REQUIRED ACTION: Say how many lines in the records include the string "TimerOperation", adding no other words.

↓↓↓

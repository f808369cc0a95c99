#![allow(dead_code)]

use crux_core::capability::Operation;
use crux_core::testing::AppTester;
use crux_core::Request;

use dataset_ui::capabilities::{HttpOperation, TimerOperation, ViewportOperation};
use dataset_ui::{App, Effect, Event, Model, ViewModel};

/// An app plus its model, with every event a resolved request produces fed
/// straight back into `update`, the way a shell-hosted core behaves.
pub struct Harness {
    app: AppTester<App, Effect>,
    pub model: Model,
}

impl Default for Harness {
    fn default() -> Self {
        Self {
            app: AppTester::default(),
            model: Model::default(),
        }
    }
}

impl Harness {
    pub fn send(&mut self, event: Event) -> Vec<Effect> {
        let update = self.app.update(event, &mut self.model);
        self.settle(update.effects, update.events)
    }

    pub fn resolve<Op: Operation>(&mut self, request: &mut Request<Op>, output: Op::Output) -> Vec<Effect> {
        let update = self
            .app
            .resolve(request, output)
            .expect("request should accept a response");
        self.settle(update.effects, update.events)
    }

    /// Whether the request still takes a response.
    pub fn accepts<Op: Operation>(&mut self, request: &mut Request<Op>, output: Op::Output) -> bool {
        self.app.resolve(request, output).is_ok()
    }

    pub fn view(&self) -> ViewModel {
        self.app.view(&self.model)
    }

    fn settle(&mut self, mut effects: Vec<Effect>, events: Vec<Event>) -> Vec<Effect> {
        for event in events {
            let more = self.send(event);
            effects.extend(more);
        }
        effects
    }
}

pub fn is_render(effect: &Effect) -> bool {
    matches!(effect, Effect::Render(_))
}

pub fn renders(effects: &[Effect]) -> usize {
    effects.iter().filter(|effect| is_render(effect)).count()
}

pub fn http_requests(effects: Vec<Effect>) -> Vec<Request<HttpOperation>> {
    effects
        .into_iter()
        .filter_map(|effect| match effect {
            Effect::Http(request) => Some(request),
            _ => None,
        })
        .collect()
}

pub fn viewport_requests(effects: Vec<Effect>) -> Vec<Request<ViewportOperation>> {
    effects
        .into_iter()
        .filter_map(|effect| match effect {
            Effect::Viewport(request) => Some(request),
            _ => None,
        })
        .collect()
}

pub fn timers(effects: Vec<Effect>) -> Vec<Request<TimerOperation>> {
    effects
        .into_iter()
        .filter_map(|effect| match effect {
            Effect::Timer(request) => Some(request),
            _ => None,
        })
        .collect()
}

↑↑↑

RESULT FOR THIS EXERCISE: 2